*What you are asked to do*
Below this line is a set of entries; quote exactly the lines from the line that contains "fn backup_dir(&self, key: &str)" to the line that contains "save_entries_to_path(entries, &path)?;", both lines included.

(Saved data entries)
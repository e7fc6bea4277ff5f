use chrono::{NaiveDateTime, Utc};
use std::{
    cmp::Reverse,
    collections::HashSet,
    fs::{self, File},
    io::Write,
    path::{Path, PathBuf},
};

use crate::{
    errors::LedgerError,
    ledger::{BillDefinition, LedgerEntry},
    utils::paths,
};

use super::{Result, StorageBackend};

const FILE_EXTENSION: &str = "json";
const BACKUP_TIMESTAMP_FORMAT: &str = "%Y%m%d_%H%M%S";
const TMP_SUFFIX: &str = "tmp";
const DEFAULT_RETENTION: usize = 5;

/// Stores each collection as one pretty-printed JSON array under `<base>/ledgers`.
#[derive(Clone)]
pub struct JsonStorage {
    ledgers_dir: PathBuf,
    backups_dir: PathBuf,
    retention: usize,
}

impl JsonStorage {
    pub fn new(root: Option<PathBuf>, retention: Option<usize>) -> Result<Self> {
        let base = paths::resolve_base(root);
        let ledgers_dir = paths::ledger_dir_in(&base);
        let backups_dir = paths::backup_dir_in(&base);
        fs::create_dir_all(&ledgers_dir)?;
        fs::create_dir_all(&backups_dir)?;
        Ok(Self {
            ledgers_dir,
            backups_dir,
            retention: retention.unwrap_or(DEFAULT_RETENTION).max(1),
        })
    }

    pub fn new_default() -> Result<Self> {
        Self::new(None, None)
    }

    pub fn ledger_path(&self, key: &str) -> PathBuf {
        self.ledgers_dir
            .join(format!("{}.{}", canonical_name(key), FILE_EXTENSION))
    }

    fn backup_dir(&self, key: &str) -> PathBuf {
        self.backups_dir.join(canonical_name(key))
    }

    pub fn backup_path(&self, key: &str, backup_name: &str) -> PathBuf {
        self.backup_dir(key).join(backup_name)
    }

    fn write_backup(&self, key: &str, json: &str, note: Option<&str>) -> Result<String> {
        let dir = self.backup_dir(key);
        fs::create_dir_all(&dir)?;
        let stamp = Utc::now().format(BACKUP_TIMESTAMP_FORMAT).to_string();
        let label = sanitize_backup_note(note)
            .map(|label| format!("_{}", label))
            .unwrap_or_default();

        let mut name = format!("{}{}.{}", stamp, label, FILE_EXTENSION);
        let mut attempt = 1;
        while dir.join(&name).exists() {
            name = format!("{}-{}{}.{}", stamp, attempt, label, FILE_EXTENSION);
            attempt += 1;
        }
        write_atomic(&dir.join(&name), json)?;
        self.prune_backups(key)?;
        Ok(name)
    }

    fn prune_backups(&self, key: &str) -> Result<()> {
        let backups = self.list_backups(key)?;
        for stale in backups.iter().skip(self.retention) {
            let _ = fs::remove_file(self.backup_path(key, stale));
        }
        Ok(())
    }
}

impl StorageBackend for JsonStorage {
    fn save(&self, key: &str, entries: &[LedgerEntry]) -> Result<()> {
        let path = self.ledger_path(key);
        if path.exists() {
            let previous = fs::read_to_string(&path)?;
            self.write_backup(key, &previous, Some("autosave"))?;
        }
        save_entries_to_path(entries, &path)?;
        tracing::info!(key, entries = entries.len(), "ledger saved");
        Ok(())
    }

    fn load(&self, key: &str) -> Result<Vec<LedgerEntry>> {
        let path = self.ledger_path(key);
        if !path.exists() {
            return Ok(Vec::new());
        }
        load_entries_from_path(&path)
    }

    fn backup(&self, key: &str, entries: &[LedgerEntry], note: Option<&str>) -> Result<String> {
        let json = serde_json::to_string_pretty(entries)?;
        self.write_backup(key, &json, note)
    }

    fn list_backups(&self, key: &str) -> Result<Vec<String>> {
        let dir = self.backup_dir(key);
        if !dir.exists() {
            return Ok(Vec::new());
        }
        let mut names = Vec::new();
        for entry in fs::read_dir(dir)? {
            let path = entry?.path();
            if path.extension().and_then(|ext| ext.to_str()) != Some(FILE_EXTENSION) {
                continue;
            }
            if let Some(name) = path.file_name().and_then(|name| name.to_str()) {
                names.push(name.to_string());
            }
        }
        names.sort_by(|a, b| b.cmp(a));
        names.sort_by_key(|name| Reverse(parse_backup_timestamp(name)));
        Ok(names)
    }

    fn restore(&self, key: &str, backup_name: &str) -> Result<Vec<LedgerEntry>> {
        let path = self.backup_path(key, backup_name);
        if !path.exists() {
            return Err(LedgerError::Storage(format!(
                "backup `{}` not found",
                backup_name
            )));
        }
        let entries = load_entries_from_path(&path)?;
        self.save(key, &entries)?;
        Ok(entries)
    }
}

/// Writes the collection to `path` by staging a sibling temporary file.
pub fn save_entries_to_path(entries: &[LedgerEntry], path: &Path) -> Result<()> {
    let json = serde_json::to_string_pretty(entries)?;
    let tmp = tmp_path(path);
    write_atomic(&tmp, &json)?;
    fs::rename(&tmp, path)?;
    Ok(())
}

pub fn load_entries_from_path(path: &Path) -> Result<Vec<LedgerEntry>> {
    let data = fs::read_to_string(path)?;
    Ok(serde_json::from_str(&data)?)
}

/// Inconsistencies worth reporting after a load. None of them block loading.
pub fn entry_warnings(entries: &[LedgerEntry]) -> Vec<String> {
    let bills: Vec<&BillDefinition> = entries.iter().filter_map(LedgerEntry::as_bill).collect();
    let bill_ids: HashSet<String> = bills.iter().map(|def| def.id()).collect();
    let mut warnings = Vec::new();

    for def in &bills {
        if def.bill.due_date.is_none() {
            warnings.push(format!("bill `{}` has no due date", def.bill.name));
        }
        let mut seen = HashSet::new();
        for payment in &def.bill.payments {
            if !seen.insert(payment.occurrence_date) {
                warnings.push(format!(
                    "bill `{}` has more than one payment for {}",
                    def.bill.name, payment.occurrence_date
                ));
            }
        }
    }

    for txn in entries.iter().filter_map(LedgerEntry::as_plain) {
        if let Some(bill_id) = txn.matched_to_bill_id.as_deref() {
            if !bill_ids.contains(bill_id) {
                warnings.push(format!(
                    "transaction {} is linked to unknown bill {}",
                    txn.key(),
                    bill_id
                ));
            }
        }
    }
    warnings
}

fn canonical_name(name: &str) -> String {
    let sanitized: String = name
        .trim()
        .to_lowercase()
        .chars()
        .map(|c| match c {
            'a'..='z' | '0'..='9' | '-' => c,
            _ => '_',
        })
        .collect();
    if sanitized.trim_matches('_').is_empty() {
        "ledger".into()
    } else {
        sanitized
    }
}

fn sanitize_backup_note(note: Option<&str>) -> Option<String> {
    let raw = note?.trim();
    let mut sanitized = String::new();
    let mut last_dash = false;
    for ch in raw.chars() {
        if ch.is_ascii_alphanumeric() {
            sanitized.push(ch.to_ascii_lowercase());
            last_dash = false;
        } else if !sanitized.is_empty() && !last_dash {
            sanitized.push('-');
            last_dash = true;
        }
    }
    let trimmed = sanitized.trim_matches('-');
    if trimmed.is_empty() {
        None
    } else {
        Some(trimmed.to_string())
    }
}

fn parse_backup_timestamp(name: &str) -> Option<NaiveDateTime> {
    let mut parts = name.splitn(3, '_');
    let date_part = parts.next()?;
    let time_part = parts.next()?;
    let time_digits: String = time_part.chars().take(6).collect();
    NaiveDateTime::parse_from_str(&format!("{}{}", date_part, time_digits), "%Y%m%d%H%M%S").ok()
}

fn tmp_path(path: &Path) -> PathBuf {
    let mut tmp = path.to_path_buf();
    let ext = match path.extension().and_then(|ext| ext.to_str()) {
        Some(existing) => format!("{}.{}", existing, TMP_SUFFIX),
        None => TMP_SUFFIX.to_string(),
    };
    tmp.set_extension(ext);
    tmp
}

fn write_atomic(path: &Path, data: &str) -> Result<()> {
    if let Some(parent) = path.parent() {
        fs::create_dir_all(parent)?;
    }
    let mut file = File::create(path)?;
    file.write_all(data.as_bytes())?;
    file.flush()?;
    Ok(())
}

*Exercise solution*
    fn backup_dir(&self, key: &str) -> PathBuf {
        self.backups_dir.join(canonical_name(key))
    }

    pub fn backup_path(&self, key: &str, backup_name: &str) -> PathBuf {
        self.backup_dir(key).join(backup_name)
    }

    fn write_backup(&self, key: &str, json: &str, note: Option<&str>) -> Result<String> {
        let dir = self.backup_dir(key);
        fs::create_dir_all(&dir)?;
        let stamp = Utc::now().format(BACKUP_TIMESTAMP_FORMAT).to_string();
        let label = sanitize_backup_note(note)
            .map(|label| format!("_{}", label))
            .unwrap_or_default();

        let mut name = format!("{}{}.{}", stamp, label, FILE_EXTENSION);
        let mut attempt = 1;
        while dir.join(&name).exists() {
            name = format!("{}-{}{}.{}", stamp, attempt, label, FILE_EXTENSION);
            attempt += 1;
        }
        write_atomic(&dir.join(&name), json)?;
        self.prune_backups(key)?;
        Ok(name)
    }

    fn prune_backups(&self, key: &str) -> Result<()> {
        let backups = self.list_backups(key)?;
        for stale in backups.iter().skip(self.retention) {
            let _ = fs::remove_file(self.backup_path(key, stale));
        }
        Ok(())
    }
}

impl StorageBackend for JsonStorage {
    fn save(&self, key: &str, entries: &[LedgerEntry]) -> Result<()> {
        let path = self.ledger_path(key);
        if path.exists() {
            let previous = fs::read_to_string(&path)?;
            self.write_backup(key, &previous, Some("autosave"))?;
        }
        save_entries_to_path(entries, &path)?;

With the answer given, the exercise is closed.